DIDI

Discriminative Dimensionality Reduction

Term: 06.2012 - 09.2015
 

Abstract

The amount of electronic data available today increases rapidly, such that people rely
on automated tools which allow them to intuitively scan data volumes for valuable information.
Dimensionality reducing data visualization, which displays high dimensional
data in two or three dimensions, constitutes a popular tool to directly visualize data sets
on the computer screen. Dimensionality reduction is an inherently ill-posed problem,
and the result of a dimensionality reduction tool largely varies depending on the chosen
technology, the parameters, and partially even random aspects for non-deterministic al-
gorithms. Often, the reliability and suitability of the obtained visualization for the task
at hand is not clear at all since a dimensionality reduction tool might focus on irrelevant
aspects or noise in the data. The goal of this project is to enhance dimensionality
reducing data visualization techniques by auxiliary information in the form of
class labeling of the data. This way, the visualization can concentrate on the aspects
relevant for the given auxiliary information rather than potential noise. 
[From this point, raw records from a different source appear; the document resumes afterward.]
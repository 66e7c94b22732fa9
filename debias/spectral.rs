use crate::diagnostics::{DiagnosticEvent, DiagnosticSink};
use crate::error::DebiasError;
use ndarray::{Array2, ArrayView1};
use ndarray_linalg::{JobSvd, SVDDC};

/// No more than this many leading components are ever removed.
pub const MAX_REMOVED_COMPONENTS: usize = 15;

pub fn validate_min_variance_pct(min_variance_pct: f64) -> Result<(), DebiasError> {
    if !min_variance_pct.is_finite() || min_variance_pct < 0.0 {
        return Err(DebiasError::InvalidMinVariancePct(min_variance_pct));
    }
    Ok(())
}

/// Each singular value as a percentage of the summed singular values.
pub fn variance_percentages(singular_values: ArrayView1<'_, f64>) -> Vec<f64> {
    let total = singular_values.sum();
    singular_values
        .iter()
        .map(|&value| 100.0 * value / total)
        .collect()
}

/// Number of leading components whose share exceeds `min_variance_pct`, capped at
/// [`MAX_REMOVED_COMPONENTS`]. Counting stops at the first component that falls short.
pub fn leading_component_count(percentages: &[f64], min_variance_pct: f64) -> usize {
    percentages
        .iter()
        .take(MAX_REMOVED_COMPONENTS)
        .take_while(|&&pct| pct > min_variance_pct)
        .count()
}

/// Removes the dominant spectral components of `matrix` in place and returns how many were
/// removed.
///
/// The matrix is factorized with a thin SVD; leading singular values whose variance share
/// exceeds `min_variance_pct` are set to zero and the matrix is rebuilt from the remaining
/// ones. The removed shares are reported to `sink`.
pub fn truncate_leading_variance<D: DiagnosticSink + ?Sized>(
    matrix: &mut Array2<f64>,
    min_variance_pct: f64,
    sink: &mut D,
) -> Result<usize, DebiasError> {
    validate_min_variance_pct(min_variance_pct)?;
    if matrix.is_empty() {
        return Ok(0);
    }

    let (u, singular_values, vt) = matrix.svddc(JobSvd::Some)?;
    let (Some(u), Some(vt)) = (u, vt) else {
        return Err(DebiasError::MissingSingularVectors);
    };

    let percentages = variance_percentages(singular_values.view());
    let removed = leading_component_count(&percentages, min_variance_pct);
    sink.on_event(DiagnosticEvent::VarianceRemoved {
        percentages: percentages[..removed].to_vec(),
    });

    let mut kept = singular_values;
    kept.iter_mut().take(removed).for_each(|value| *value = 0.0);

    let scaled = &u * &kept;
    matrix.assign(&scaled.dot(&vt));
    log::debug!(
        "removed {removed} of {} spectral components",
        percentages.len()
    );
    Ok(removed)
}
Research Questions and Methods

The focus of the project lies on:
  1. The investigation of principled techniques to extend dimensionality reduction tools to class-discriminative visualization
  2. The experimental and theoretical evaluation and comparison of the approaches
  3. The extension and adaptation of discriminative dimensionality reduction to deal with large data sets.

Outcomes

Visualization of a protoypebased classifierEigendirections of the Fisher information matricesposterior probability

A visualization of a high-dimensional classification model together with the training data based on a discriminative dimensionality reduction is shown in the left image. The middle image illustrates the technique for computing discriminative dimensionality reduction mappings using the Fisher metric formalism for an artificial data set: the length of paths are computed inside a Riemannian manifold and the Eigendirections of the metric tensor are shown locally with arrows. The right plot depicts the posterior probability density which is used for the previous estimations.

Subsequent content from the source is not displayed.